"This time last year," I wrote this time last year....
And here we are again, a second Covid Christmas and New Years, with a new variant promising a dark winter, stealing away our mental and physical well-being and our ability to press re-set, if that button can even be located. And like last year I'm thinking about home, how it's defined and what it means, for me and my wife, laying low again (by pre-Pandemic choice) in DeKalb, eschewing holiday travels, and for all of us, now that homeward is again a fraught and unhappy notion. Last December I recognized that in 2019 "I was writing that on the cusp of the deadliest year in United States' history," and I was grimly aware that what I'd written felt "quaint, if not archaic."
In 2020 the very definition of home has been radically challenged and reimagined, those with homes—to hunker down in, or to mournfully avoid—and those without forced to reckon with a new understanding of what behind closed doors means. Because we'd made the decision to eschew Christmas/New Years traveling, staying put is relatively easy for us, but I feel for those for whom flying or driving from home to home is a profound and crucial emotional component of their lives; for many, the occasion is the only time to see family and friends. And I feel for the malcontents, too, and, more seriously, the members of dysfunctional families for whom "the holidays" are torture—even those folk, forced now to stay home, may face a startling renewal of the desire for familial intimacies, even the faking of them. Home's pull is surprisingly strong; it reaches across miles and through bolted doors.

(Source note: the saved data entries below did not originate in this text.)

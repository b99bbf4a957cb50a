//! Builds absolute URLs for posts and artifacts from the site's base URL.
//!
//! Post paths are site-absolute (`/hello-world`) and the base URL may carry a
//! path of its own (`https://example.org/blog`), so [`Url::join`] is the wrong
//! tool here: it would discard the base path. Instead the two are
//! concatenated, making sure exactly one slash separates them.

use url::Url;

/// Concatenates `base` and `path` into an absolute URL string. Trailing
/// slashes on `base` and a missing leading slash on `path` are normalized so
/// that `https://example.org/` + `a` and `https://example.org` + `/a` both
/// yield `https://example.org/a`.
pub fn concat(base: &Url, path: &str) -> String {
    let base = base.as_str().trim_end_matches('/');
    if path.starts_with('/') {
        format!("{}{}", base, path)
    } else {
        format!("{}/{}", base, path)
    }
}

/// Like [`concat`], but parses the result back into a [`Url`].
pub fn join(base: &Url, path: &str) -> Result<Url, url::ParseError> {
    Url::parse(&concat(base, path))
}
//! Publishing session.
//!
//! A sender registers its name with the transport eagerly, at construction,
//! so a name collision surfaces from `Sender::new` rather than from the first
//! frame. Its frame size is declared up front and never changes.

use std::fmt;
use std::sync::Arc;
use std::time::{Duration, Instant};

use liru_core::error::{LiruError, Operation, Result, Role};
use liru_core::timing::{measure, Clock, MonotonicClock};
use liru_core::validate::{validate_nonempty, validate_nonzero_handle, validate_positive_dims};
use liru_core::{FrameSize, SenderTransport, TextureFormat};

use crate::config::SenderSection;
use crate::obs::SessionMetrics;
use crate::stats::PerformanceSample;

const ROLE: &str = "sender";

pub struct Sender<T: SenderTransport, C: Clock = MonotonicClock> {
    /// `None` once released.
    transport: Option<T>,
    name: String,
    size: FrameSize,
    format: TextureFormat,
    clock: C,

    fps: f64,
    last_send_time_ms: f64,
    frame_count: u64,
    last_attempt: Option<Instant>,

    metrics: Option<Arc<SessionMetrics>>,
}

impl<T: SenderTransport> Sender<T> {
    /// Validate, then register `name` with the transport.
    ///
    /// Fails with a usage error before the transport is touched if `name` is
    /// empty or either dimension is not positive.
    pub fn new(transport: T, name: &str, width: i64, height: i64) -> Result<Self> {
        Self::open(transport, name, width, height, TextureFormat::default(), MonotonicClock)
    }

    pub fn from_config(transport: T, cfg: &SenderSection) -> Result<Self> {
        Self::open(transport, &cfg.name, cfg.width, cfg.height, cfg.format, MonotonicClock)
    }
}

impl<T: SenderTransport, C: Clock> Sender<T, C> {
    pub fn open(
        mut transport: T,
        name: &str,
        width: i64,
        height: i64,
        format: TextureFormat,
        clock: C,
    ) -> Result<Self> {
        let name = validate_nonempty(name)?;
        let size = validate_positive_dims(width, height)?;

        transport
            .publish(name, size, format)
            .map_err(|fault| LiruError::transport(Operation::Publish, fault))?;

        tracing::debug!(sender = %name, %size, format = format.as_str(), "sender published");

        Ok(Self {
            transport: Some(transport),
            name: name.to_string(),
            size,
            format,
            clock,
            fps: 0.0,
            last_send_time_ms: 0.0,
            frame_count: 0,
            last_attempt: None,
            metrics: None,
        })
    }

    /// Attach shared metrics. Counts this session as active until release.
    /// A registry attached earlier stops counting it.
    pub fn with_metrics(mut self, metrics: Arc<SessionMetrics>) -> Self {
        if self.transport.is_some() {
            if let Some(prev) = &self.metrics {
                prev.sessions_active.dec(&[("role", ROLE)]);
            }
            metrics.sessions_active.inc(&[("role", ROLE)]);
        }
        self.metrics = Some(metrics);
        self
    }

    /// Share one frame from `texture_id`.
    ///
    /// Latency is updated on every call that reaches the transport. The
    /// frame counter and `fps` only move on success; `fps` is the reciprocal
    /// of the interval since the previous attempt, successful or not, and
    /// stays at zero until there is a previous attempt to measure from.
    pub fn send(&mut self, texture_id: u64) -> Result<bool> {
        let handle = match validate_nonzero_handle(texture_id) {
            Ok(h) => h,
            Err(e) => {
                self.count("usage_error");
                return Err(e);
            }
        };
        let Some(transport) = self.transport.as_mut() else {
            self.count("usage_error");
            return Err(LiruError::Released(Role::Sender));
        };

        let (format, size) = (self.format, self.size);
        let timed = measure(&self.clock, || transport.copy_out(handle, format, size));

        self.last_send_time_ms = timed.elapsed_ms;
        self.observe(timed.elapsed_ms);
        let previous = self.last_attempt.replace(timed.finished_at);

        match timed.value {
            Ok(()) => {
                self.frame_count += 1;
                if let Some(prev) = previous {
                    let secs = timed.finished_at.saturating_duration_since(prev).as_secs_f64();
                    if secs > 0.0 {
                        self.fps = 1.0 / secs;
                    }
                }
                self.count("ok");
                tracing::trace!(sender = %self.name, %handle, latency_ms = timed.elapsed_ms, "frame sent");
                Ok(true)
            }
            Err(fault) => {
                self.count("transport_error");
                tracing::debug!(sender = %self.name, error = %fault, "send failed");
                Err(LiruError::transport(Operation::Send, fault))
            }
        }
    }

    /// Tear down the published slot. Safe to call any number of times.
    pub fn release(&mut self) {
        if let Some(mut transport) = self.transport.take() {
            transport.release();
            if let Some(m) = &self.metrics {
                m.sessions_active.dec(&[("role", ROLE)]);
            }
            tracing::debug!(sender = %self.name, frames = self.frame_count, "sender released");
        }
    }

    pub fn is_released(&self) -> bool {
        self.transport.is_none()
    }

    pub fn fps(&self) -> f64 {
        self.fps
    }

    pub fn last_send_time_ms(&self) -> f64 {
        self.last_send_time_ms
    }

    pub fn name(&self) -> &str {
        &self.name
    }

    pub fn width(&self) -> u32 {
        self.size.width
    }

    pub fn height(&self) -> u32 {
        self.size.height
    }

    pub fn size(&self) -> FrameSize {
        self.size
    }

    pub fn format(&self) -> TextureFormat {
        self.format
    }

    pub fn frame_count(&self) -> u64 {
        self.frame_count
    }

    pub fn stats(&self) -> PerformanceSample {
        PerformanceSample {
            last_operation_latency_ms: self.last_send_time_ms,
            rolling_rate: Some(self.fps),
            frames: self.frame_count,
        }
    }

    fn count(&self, outcome: &str) {
        if let Some(m) = &self.metrics {
            m.frames.inc(&[("role", ROLE), ("outcome", outcome)]);
        }
    }

    fn observe(&self, elapsed_ms: f64) {
        if let Some(m) = &self.metrics {
            let d = Duration::try_from_secs_f64(elapsed_ms / 1000.0).unwrap_or_default();
            m.exchange_duration.observe(&[("role", ROLE)], d);
        }
    }
}

impl<T: SenderTransport, C: Clock> Drop for Sender<T, C> {
    fn drop(&mut self) {
        if self.transport.is_some() {
            tracing::warn!(sender = %self.name, "sender was not explicitly released; releasing on drop");
            self.release();
        }
    }
}

impl<T: SenderTransport, C: Clock> fmt::Display for Sender<T, C> {
    fn fmt(&self, f: &mut fmt::Formatter<'_>) -> fmt::Result {
        write!(f, "Sender(name='{}', size={})", self.name, self.size)
    }
}

impl<T: SenderTransport, C: Clock> fmt::Debug for Sender<T, C> {
    fn fmt(&self, f: &mut fmt::Formatter<'_>) -> fmt::Result {
        f.debug_struct("Sender")
            .field("name", &self.name)
            .field("size", &self.size)
            .field("format", &self.format)
            .field("released", &self.is_released())
            .field("fps", &self.fps)
            .field("frame_count", &self.frame_count)
            .finish()
    }
}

We've all gone through so much the last nineteen months, some of us numb to things, others feeling the wounds fresh still. We've passed 800, 000 U.S. deaths, a startling and macabre statistic, a grim reminder, and yet that doesn't stop us from feeling that in-the-marrow impulse to celebrate the holidays, with friends, family, or on our own. But the revelry is tempered, and I have to ask for how long. Since the answer to that question is as unknowable as the fog was thick this morning, I have to simply plug myself into what gives me pleasure, and hope that you can do the same. I'm struck today by what little insight I have as I reflect on the last year, because it feels that so little has changed even though we've experienced a year of joys as well as tragedies. The predictable stuff. All we really can do in the face of a pandemic, aside from the smart, preventative measures that, unacceptably, far too many are still reluctant to take, is to count blessings, assist others when we can, and focus on the small and large pleasures that being alive gives us. I write this in good health, vaccinated and boosted, recognizing my privilege, and luck. I'll mask up, I'll limit my socializing, I'll mourn for the bands I'm not seeing and the venues I'm not seeing them in, and I'll mourn the toll all of this is taking on us, but I'll try to keep counting my blessings. Happy Holidays.